Provided records »
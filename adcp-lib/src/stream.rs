//! Decoding ensembles from byte streams.
use std::collections::VecDeque;
use std::io::{ErrorKind, Read};

use tracing::debug;
use typed_builder::TypedBuilder;

use crate::convert::convert_records;
use crate::ensemble::{Convention, DecodedEnsemble, Ensemble};
use crate::framing::{Format, FrameScanner, DEFAULT_SEARCH_WINDOW};
use crate::prelude::*;
use crate::registry::EnsembleDecoder;

/// Bytes requested from a reader per read.
pub const DEFAULT_READ_SIZE: usize = 4096;

/// What to do after a fatal error.
#[derive(Clone, Copy, Debug, Default, PartialEq, Eq)]
pub enum FatalPolicy {
    /// Report the error and stop.
    Abort,
    /// Report the error and keep searching for the next frame.
    #[default]
    Resync,
}

/// Stream decoding options.
///
/// ```
/// use adcp::{Convention, DecoderConfig, FatalPolicy, Format};
///
/// let config = DecoderConfig::builder()
///     .format(Format::Pd0)
///     .policy(FatalPolicy::Abort)
///     .convention(Convention::Native)
///     .build();
/// assert_eq!(config.search_window, 3000);
/// assert!(!config.strict);
/// ```
#[derive(Clone, Debug, PartialEq, Eq, TypedBuilder)]
pub struct DecoderConfig {
    pub format: Format,
    #[builder(default)]
    pub policy: FatalPolicy,
    /// Report a partial frame at the end of input as [Error::IncompleteFrame] rather
    /// than dropping it.
    #[builder(default)]
    pub strict: bool,
    /// With [Convention::Pd0Compatible], RTB ensembles are converted before they are
    /// returned. A record that cannot be converted is dropped and its error added to
    /// the ensemble's warnings. `Native` leaves every ensemble as decoded.
    #[builder(default)]
    pub convention: Convention,
    /// PD0 marker lookahead.
    #[builder(default = DEFAULT_SEARCH_WINDOW)]
    pub search_window: usize,
    #[builder(default = DEFAULT_READ_SIZE)]
    pub read_size: usize,
}

impl DecoderConfig {
    /// Defaults for `format`.
    #[must_use]
    pub fn new(format: Format) -> Self {
        Self::builder().format(format).build()
    }
}

/// Push based decoder; feed it bytes as they arrive.
pub struct StreamDecoder {
    config: DecoderConfig,
    scanner: FrameScanner,
    decoder: EnsembleDecoder,
    aborted: bool,
}

impl StreamDecoder {
    #[must_use]
    pub fn new(config: DecoderConfig) -> Self {
        Self {
            scanner: FrameScanner::new(config.format).with_search_window(config.search_window),
            decoder: EnsembleDecoder::new(config.format),
            config,
            aborted: false,
        }
    }

    #[must_use]
    pub fn config(&self) -> &DecoderConfig {
        &self.config
    }

    /// Whether a fatal error has stopped decoding under [FatalPolicy::Abort].
    #[must_use]
    pub fn is_aborted(&self) -> bool {
        self.aborted
    }

    /// Add bytes and return every ensemble, or error, they complete.
    pub fn feed(&mut self, dat: &[u8]) -> Vec<Result<DecodedEnsemble>> {
        if self.aborted {
            return Vec::default();
        }
        let mut zult = Vec::new();
        for frame in self.scanner.feed(dat) {
            let item = frame.and_then(|frame| {
                let mut decoded = self.decoder.decode(&frame.data)?;
                decoded.offset = Some(frame.offset);
                if self.config.convention == Convention::Pd0Compatible
                    && decoded.ensemble.convention != Convention::Pd0Compatible
                {
                    let (converted, errors) =
                        convert_records(&decoded.ensemble, self.config.convention);
                    decoded.ensemble = converted;
                    decoded.warnings.extend(errors);
                }
                Ok(decoded)
            });
            if let Err(err) = &item {
                if err.is_fatal() && self.config.policy == FatalPolicy::Abort {
                    debug!("aborting on fatal error: {err}");
                    zult.push(item);
                    self.aborted = true;
                    break;
                }
            }
            zult.push(item);
        }
        zult
    }

    /// Signal end of input. A partial trailing frame is only reported in strict mode.
    pub fn finish(&mut self) -> Vec<Result<DecodedEnsemble>> {
        if self.aborted {
            return Vec::default();
        }
        match self.scanner.finish() {
            Some(err) if self.config.strict => vec![Err(err)],
            Some(err) => {
                debug!("dropping trailing partial frame: {err}");
                Vec::default()
            }
            None => Vec::default(),
        }
    }
}

/// Pull based decoder over a [Read].
///
/// ```no_run
/// use std::fs::File;
/// use adcp::{Decoder, DecoderConfig, Format};
///
/// let file = File::open("deployment.ens").unwrap();
/// for zult in Decoder::new(DecoderConfig::new(Format::Rtb)).decode(file) {
///     match zult {
///         Ok(decoded) => println!("{:?}", decoded.ensemble.cfg()),
///         Err(err) => eprintln!("{err}"),
///     }
/// }
/// ```
pub struct Decoder {
    config: DecoderConfig,
}

impl Decoder {
    #[must_use]
    pub fn new(config: DecoderConfig) -> Self {
        Self { config }
    }

    /// Lazily decode ensembles from `reader`. Ends at EOF, after a read error, or after
    /// the first fatal error under [FatalPolicy::Abort].
    pub fn decode<R: Read>(self, reader: R) -> DecodeIter<R> {
        DecodeIter {
            buf: vec![0u8; self.config.read_size.max(1)],
            stream: StreamDecoder::new(self.config),
            reader,
            pending: VecDeque::default(),
            done: false,
        }
    }
}

pub struct DecodeIter<R: Read> {
    reader: R,
    stream: StreamDecoder,
    buf: Vec<u8>,
    pending: VecDeque<Result<DecodedEnsemble>>,
    done: bool,
}

impl<R: Read> Iterator for DecodeIter<R> {
    type Item = Result<DecodedEnsemble>;

    fn next(&mut self) -> Option<Self::Item> {
        loop {
            if let Some(item) = self.pending.pop_front() {
                return Some(item);
            }
            if self.done {
                return None;
            }
            match self.reader.read(&mut self.buf) {
                Ok(0) => {
                    self.pending.extend(self.stream.finish());
                    self.done = true;
                }
                Ok(num) => {
                    self.pending.extend(self.stream.feed(&self.buf[..num]));
                    self.done = self.stream.is_aborted();
                }
                Err(err) if err.kind() == ErrorKind::Interrupted => {}
                Err(err) => {
                    self.done = true;
                    return Some(Err(err.into()));
                }
            }
        }
    }
}

/// Decode `reader` with default options, yielding just the ensembles.
pub fn decode_stream<R: Read>(format: Format, reader: R) -> impl Iterator<Item = Result<Ensemble>> {
    Decoder::new(DecoderConfig::new(format))
        .decode(reader)
        .map(|zult| zult.map(|decoded| decoded.ensemble))
}

#[cfg(test)]
mod tests {
    use super::*;

    #[test]
    fn test_config_defaults() {
        let config = DecoderConfig::new(Format::Rtb);
        assert_eq!(config.policy, FatalPolicy::Resync);
        assert_eq!(config.convention, Convention::Native);
        assert_eq!(config.read_size, DEFAULT_READ_SIZE);
    }

    #[test]
    fn test_abort_stops_after_marker_not_found() {
        let config = DecoderConfig::builder()
            .format(Format::Pd0)
            .policy(FatalPolicy::Abort)
            .search_window(16)
            .build();
        let mut stream = StreamDecoder::new(config);
        let zult = stream.feed(&[0u8; 64]);
        assert_eq!(zult.len(), 1);
        assert!(matches!(zult[0], Err(Error::MarkerNotFound { .. })));
        assert!(stream.is_aborted());
        assert!(stream.feed(&[0u8; 64]).is_empty());
        assert!(stream.finish().is_empty());
    }

    #[test]
    fn test_resync_keeps_reporting() {
        let config = DecoderConfig::builder()
            .format(Format::Pd0)
            .search_window(16)
            .build();
        let mut stream = StreamDecoder::new(config);
        let zult = stream.feed(&[0u8; 64]);
        assert!(zult.len() > 1, "{zult:?}");
        assert!(!stream.is_aborted());
    }

    #[test]
    fn test_partial_frame_only_reported_when_strict() {
        let partial = [0x7f, 0x7f, 0x20, 0x00, 0x00, 0x00];
        let mut lenient = StreamDecoder::new(DecoderConfig::new(Format::Pd0));
        assert!(lenient.feed(&partial).is_empty());
        assert!(lenient.finish().is_empty());

        let config = DecoderConfig::builder()
            .format(Format::Pd0)
            .strict(true)
            .build();
        let mut strict = StreamDecoder::new(config);
        assert!(strict.feed(&partial).is_empty());
        let zult = strict.finish();
        assert!(
            matches!(zult[..], [Err(Error::IncompleteFrame { needed: 34, available: 6 })]),
            "{zult:?}"
        );
    }

    #[test]
    fn test_empty_reader() {
        assert_eq!(decode_stream(Format::Rtb, std::io::empty()).count(), 0);
    }
}
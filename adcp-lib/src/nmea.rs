//! NMEA 0183 sentences carried in RTB ensembles.
use crate::ensemble::Record;
use crate::prelude::*;
use crate::registry::DatasetInput;

/// A sentence as found in the dataset and whether its checksum passed.
#[derive(Clone, Debug, PartialEq, Eq)]
#[cfg_attr(feature = "serde", derive(serde::Serialize))]
pub struct NmeaSentence {
    pub text: String,
    pub valid: bool,
}

/// Fix data from the last valid GGA sentence.
#[derive(Clone, Debug, Default, PartialEq)]
#[cfg_attr(feature = "serde", derive(serde::Serialize))]
pub struct Gga {
    pub header: String,
    pub utc: Option<f64>,
    /// Decimal degrees, unsigned; see `latitude_ref`.
    pub latitude: Option<f64>,
    pub latitude_ref: String,
    /// Decimal degrees, unsigned; see `longitude_ref`.
    pub longitude: Option<f64>,
    pub longitude_ref: String,
    pub quality: Option<f64>,
    pub num_satellites: Option<f64>,
    pub hdop: Option<f64>,
    pub altitude: Option<f64>,
    pub altitude_unit: String,
    pub geoid: Option<f64>,
    pub geoid_unit: String,
    pub dgps_age: Option<f64>,
    pub reference_station: Option<f64>,
}

/// Course and speed over ground from the last valid VTG sentence.
#[derive(Clone, Debug, Default, PartialEq)]
#[cfg_attr(feature = "serde", derive(serde::Serialize))]
pub struct Vtg {
    pub header: String,
    pub course_true: Option<f64>,
    pub true_indicator: String,
    pub course_magnetic: Option<f64>,
    pub magnetic_indicator: String,
    pub speed_knots: Option<f64>,
    pub knots_indicator: String,
    pub speed_kph: Option<f64>,
    pub kph_indicator: String,
    pub mode: String,
}

/// True heading from the last valid HDT sentence.
#[derive(Clone, Debug, Default, PartialEq)]
#[cfg_attr(feature = "serde", derive(serde::Serialize))]
pub struct Hdt {
    pub header: String,
    pub heading: Option<f64>,
    pub true_indicator: String,
}

#[derive(Clone, Debug, Default, PartialEq)]
#[cfg_attr(feature = "serde", derive(serde::Serialize))]
pub struct Nmea {
    /// Every sentence in the dataset, in order.
    pub sentences: Vec<NmeaSentence>,
    // Checksum-valid sentences by type
    pub gga: Vec<String>,
    pub gsa: Vec<String>,
    pub vtg: Vec<String>,
    pub dbt: Vec<String>,
    pub hdt: Vec<String>,
    pub position: Option<Gga>,
    pub course: Option<Vtg>,
    pub heading: Option<Hdt>,
    /// Descriptions of sentences that failed their checksum or could not be parsed.
    pub malformed: Vec<String>,
}

impl Nmea {
    /// Parse whitespace separated sentences.
    #[must_use]
    pub fn parse(text: &str) -> Self {
        let mut nmea = Nmea::default();

        for sentence in text.split_whitespace() {
            let valid = checksum_ok(sentence);
            nmea.sentences.push(NmeaSentence {
                text: sentence.to_string(),
                valid,
            });
            if !valid {
                nmea.malformed.push(format!("bad checksum: {sentence}"));
                continue;
            }

            let lower = sentence.to_ascii_lowercase();
            for (kind, group) in [
                ("gga", &mut nmea.gga),
                ("gsa", &mut nmea.gsa),
                ("vtg", &mut nmea.vtg),
                ("dbt", &mut nmea.dbt),
                ("hdt", &mut nmea.hdt),
            ] {
                if lower.contains(kind) {
                    group.push(sentence.to_string());
                }
            }
        }

        if let Some(last) = nmea.gga.last() {
            match parse_gga(last) {
                Some(gga) => nmea.position = Some(gga),
                None => nmea.malformed.push(format!("unparseable GGA: {last}")),
            }
        }
        if let Some(last) = nmea.vtg.last() {
            match parse_vtg(last) {
                Some(vtg) => nmea.course = Some(vtg),
                None => nmea.malformed.push(format!("unparseable VTG: {last}")),
            }
        }
        if let Some(last) = nmea.hdt.last() {
            match parse_hdt(last) {
                Some(hdt) => nmea.heading = Some(hdt),
                None => nmea.malformed.push(format!("unparseable HDT: {last}")),
            }
        }

        nmea
    }

    /// Number of sentences present.
    #[must_use]
    pub fn seen(&self) -> usize {
        self.sentences.len()
    }

    /// Number of sentences that passed their checksum.
    #[must_use]
    pub fn parsed(&self) -> usize {
        self.sentences.iter().filter(|s| s.valid).count()
    }

    /// One [Error::MalformedNmeaSentence] per malformed sentence.
    #[must_use]
    pub fn errors(&self) -> Vec<Error> {
        self.malformed
            .iter()
            .map(|m| Error::MalformedNmeaSentence(m.clone()))
            .collect()
    }
}

/// Check the trailing two hex digits against the XOR of the characters between `$`
/// and `*`.
#[must_use]
pub fn checksum_ok(sentence: &str) -> bool {
    let sentence = sentence.trim_end();
    let (Some(start), Some(star)) = (sentence.find('$'), sentence.find('*')) else {
        return false;
    };
    if star <= start || sentence.len() < 2 {
        return false;
    }
    let Some(expected) = sentence
        .get(sentence.len() - 2..)
        .and_then(|hex| u8::from_str_radix(hex, 16).ok())
    else {
        return false;
    };
    let actual = sentence[start + 1..star]
        .bytes()
        .filter(|b| *b != b'\r' && *b != b'\n')
        .fold(0u8, |acc, b| acc ^ b);
    actual == expected
}

/// Split into fields, with the `999.9` placeholder treated as empty.
fn fields(sentence: &str) -> Vec<&str> {
    sentence
        .split(',')
        .map(|f| if f == "999.9" { "" } else { f })
        .collect()
}

fn number(field: &str) -> Option<f64> {
    field.trim().parse().ok()
}

/// The part of the last field before the checksum.
fn before_star(field: &str) -> &str {
    field.split('*').next().unwrap_or(field)
}

fn parse_gga(sentence: &str) -> Option<Gga> {
    let f = fields(sentence);
    if f.len() < 15 {
        return None;
    }

    // ddmm.mmmm
    let latitude = match f[2] {
        "" => None,
        lat => Some(number(lat.get(..2)?)? + number(lat.get(2..)?)? / 60.0),
    };
    // dddmm.mmmm
    let longitude = number(f[4]).map(|lon| {
        let deg = (lon / 100.0).floor();
        deg + ((lon / 100.0) - deg) * 100.0 / 60.0
    });

    Some(Gga {
        header: f[0].to_string(),
        utc: number(f[1]),
        latitude,
        latitude_ref: f[3].to_string(),
        longitude,
        longitude_ref: f[5].to_string(),
        quality: number(f[6]),
        num_satellites: number(f[7]),
        hdop: number(f[8]),
        altitude: number(f[9]),
        altitude_unit: f[10].to_string(),
        geoid: number(f[11]),
        geoid_unit: f[12].to_string(),
        dgps_age: number(f[13]),
        reference_station: number(before_star(f[14])),
    })
}

fn parse_vtg(sentence: &str) -> Option<Vtg> {
    let f = fields(sentence);
    if f.len() < 10 {
        return None;
    }
    Some(Vtg {
        header: f[0].to_string(),
        course_true: number(f[1]),
        true_indicator: f[2].to_string(),
        course_magnetic: number(f[3]),
        magnetic_indicator: f[4].to_string(),
        speed_knots: number(f[5]),
        knots_indicator: f[6].to_string(),
        speed_kph: number(f[7]),
        kph_indicator: f[8].to_string(),
        mode: before_star(f[9]).to_string(),
    })
}

fn parse_hdt(sentence: &str) -> Option<Hdt> {
    let f = fields(sentence);
    if f.len() < 3 {
        return None;
    }
    Some(Hdt {
        header: f[0].to_string(),
        heading: number(f[1]),
        true_indicator: before_star(f[2]).to_string(),
    })
}

/// Decode the RTB NMEA dataset: raw text, one byte per element.
///
/// # Errors
/// [Error::OutOfBounds] if the dataset is shorter than its element count.
pub(crate) fn decode_nmea(input: &DatasetInput) -> Result<Record> {
    let len = input.shape.map_or(input.cursor.len(), |s| s.bins * s.beams);
    let raw = input.cursor.bytes(0, len)?;
    let text = String::from_utf8_lossy(raw);
    Ok(Nmea::parse(text.trim_end_matches('\0')).into())
}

Assignment » Write out every line of the entries that holds the word "filename".

Task output »
filename adcp-lib/src/stream.rs
filename adcp-lib/src/nmea.rs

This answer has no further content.